Med-Mal: Health Policy's Rip Van Winkle

By Bill Sage

Thanks for inviting me to discuss these issues with you. One disclaimer: This is my first experience in an online format, so I may not include many click-throughs. I have worked on medical liability – mainly malpractice but also managed care litigation and a small amount of product liability – off and on for about 15 years. Medical malpractice itself is a cyclical issue: I often call it the Rip van Winkle of health policy. It wakes up every decade or two when liability insurance premiums rise and someone declares a “crisis.” It is also Rip-like in that it slept through two decades of revolutionary change in health care from the 1980s to now, but less Rip-like in that today’s townspeople don’t recognize how outdated the established debate has become. More about that later, no doubt.

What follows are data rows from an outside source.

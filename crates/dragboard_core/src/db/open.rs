//! Connection bootstrap utilities for SQLite.
//!
//! # Responsibility
//! - Open file or in-memory SQLite connections.
//! - Trigger schema migrations before returning a usable connection.
//!
//! # Invariants
//! - Returned connections have migrations fully applied.

use super::migrations::apply_migrations;
use super::DbResult;
use log::{error, info};
use rusqlite::Connection;
use std::path::Path;
use std::time::{Duration, Instant};

/// Opens the board database file and applies all pending migrations.
///
/// # Side effects
/// - Emits `db_open` logging events with duration and status.
pub fn open_db(path: impl AsRef<Path>) -> DbResult<Connection> {
    open_with("file", || Connection::open(path.as_ref()))
}

/// Opens an in-memory board database and applies all pending migrations.
pub fn open_db_in_memory() -> DbResult<Connection> {
    open_with("memory", Connection::open_in_memory)
}

fn open_with(
    mode: &str,
    connect: impl FnOnce() -> rusqlite::Result<Connection>,
) -> DbResult<Connection> {
    let started_at = Instant::now();
    info!("event=db_open module=db status=start mode={mode}");

    let result = connect()
        .map_err(Into::into)
        .and_then(|mut conn| bootstrap_connection(&mut conn).map(|()| conn));

    match result {
        Ok(conn) => {
            info!(
                "event=db_open module=db status=ok mode={mode} duration_ms={}",
                started_at.elapsed().as_millis()
            );
            Ok(conn)
        }
        Err(err) => {
            error!(
                "event=db_open module=db status=error mode={mode} duration_ms={} error={}",
                started_at.elapsed().as_millis(),
                err
            );
            Err(err)
        }
    }
}

fn bootstrap_connection(conn: &mut Connection) -> DbResult<()> {
    conn.busy_timeout(Duration::from_secs(5))?;
    apply_migrations(conn)?;
    Ok(())
}
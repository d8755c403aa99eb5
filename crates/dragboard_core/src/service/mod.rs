//! Mutation engine: the only legal entry points for changing board state.
//!
//! # Responsibility
//! - Orchestrate recorder and store updates into atomic transactions.
//! - Keep UI layers decoupled from storage and rendering details.

pub mod board_service;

I have been living and breathing malpractice research for three years. In early 2002, when the current crisis was first being recognized, The Pew Charitable Trusts asked me to direct a research and communication program called the Project on Medical Liability in Pennsylvania (where Pew has its headquarters) that would evaluate the medical liability situation there and nationally. The project’s work, which involved more than two dozen researchers and produced about an equal number of publications, attempted to shed light on four key issues affecting Pennsylvania and many other states, issues I hope we will discuss this week:

· Access to health care in a malpractice crisis
· Patient safety and quality of care
· Capping damages in malpractice cases
· Using public funds for malpractice insurance

The project finished this fall, though there are still a few peer-reviewed articles yet to appear, plus a book that Cambridge University Press will publish early next year.

I can think of two reasons why Pew might have asked me to head their project. First, nobody else with solid academic credentials in malpractice policy wanted to do it. Academics who worked on the issue during the 1970s crisis came up with many good ideas, but the political stakeholders pretty much ignored them. Ditto in the 1980s crisis. Eventually, most people stop hitting their heads against brick walls. I had only hit my head against a malpractice brick wall once – in 1993 in connection with the proposal to subject managed care plans to “enterprise liability” as part of national health reform. I thought I had more to contribute. I’m also an optimist by nature. And I have a hard head.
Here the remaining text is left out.